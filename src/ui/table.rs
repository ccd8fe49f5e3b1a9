use crate::hub::RepoInfo;
use crate::query::HitSummary;
use crate::storage::reader::QueryRow;
use crate::ui::output::repo_status;
use serde_json::Value;
use tabled::{builder::Builder, settings::Style, Table, Tabled};

#[derive(Tabled)]
pub struct TableRow {
    #[tabled(rename = "Metric")]
    pub metric: String,
    #[tabled(rename = "Value")]
    pub value: String,
}

#[derive(Default)]
pub struct TableBuilder {
    rows: Vec<TableRow>,
}

impl TableBuilder {
    pub fn new() -> Self {
        Self::default()
    }

    pub fn add_row(&mut self, label: &str, value: &str) {
        self.rows.push(TableRow {
            metric: label.to_string(),
            value: value.to_string(),
        });
    }

    pub fn build(&self) -> String {
        if self.rows.is_empty() {
            return String::new();
        }
        Table::new(&self.rows).with(Style::rounded()).to_string()
    }
}

pub fn stats_table(stats: &[(&str, &str)]) -> String {
    let mut builder = TableBuilder::new();
    for (label, value) in stats {
        builder.add_row(label, value);
    }
    builder.build()
}

#[derive(Tabled)]
struct RepoRow {
    #[tabled(rename = "Repo")]
    repo_id: String,
    #[tabled(rename = "Status")]
    status: String,
    #[tabled(rename = "Packages")]
    packages: usize,
    #[tabled(rename = "Cross-repo edges")]
    cross_repo_edges: usize,
    #[tabled(rename = "Last refresh")]
    refreshed: String,
    #[tabled(rename = "Path")]
    path: String,
}

pub fn repos_table(repos: &[RepoInfo]) -> String {
    let rows: Vec<RepoRow> = repos
        .iter()
        .map(|r| RepoRow {
            repo_id: r.repo_id.clone(),
            status: repo_status(r.status),
            packages: r.package_count,
            cross_repo_edges: r.cross_repo_edges,
            refreshed: r
                .last_refreshed_at
                .map(|t| t.format("%Y-%m-%d %H:%M").to_string())
                .unwrap_or_else(|| "-".to_string()),
            path: r.path.display().to_string(),
        })
        .collect();
    Table::new(rows).with(Style::rounded()).to_string()
}

#[derive(Tabled)]
struct HitRow {
    #[tabled(rename = "Impact")]
    impact: &'static str,
    #[tabled(rename = "Depth")]
    depth: usize,
    #[tabled(rename = "Name")]
    name: String,
    #[tabled(rename = "Kind")]
    kind: &'static str,
    #[tabled(rename = "File")]
    file: String,
}

pub fn hits_table(hits: &[HitSummary]) -> String {
    let rows: Vec<HitRow> = hits
        .iter()
        .map(|h| HitRow {
            impact: h.impact_level.as_str(),
            depth: h.depth,
            name: h.name.clone(),
            kind: h.kind.as_str(),
            file: h.file_path.clone(),
        })
        .collect();
    Table::new(rows).with(Style::rounded()).to_string()
}

/// Ad-hoc query rows; columns in first-row order
pub fn rows_table(rows: &[QueryRow]) -> String {
    let Some(first) = rows.first() else {
        return String::new();
    };
    let columns: Vec<String> = first.keys().cloned().collect();

    let mut builder = Builder::default();
    builder.push_record(columns.clone());
    for row in rows {
        builder.push_record(columns.iter().map(|c| cell(row.get(c))));
    }
    builder.build().with(Style::rounded()).to_string()
}

fn cell(value: Option<&Value>) -> String {
    match value {
        None | Some(Value::Null) => String::new(),
        Some(Value::String(s)) => s.clone(),
        Some(other) => other.to_string(),
    }
}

+---+

## [TASK]
Every line of the material that holds "first" should be copied out as the answer.

## [THE COMPLETED TASK]
/// Ad-hoc query rows; columns in first-row order
    let Some(first) = rows.first() else {
    let columns: Vec<String> = first.keys().cloned().collect();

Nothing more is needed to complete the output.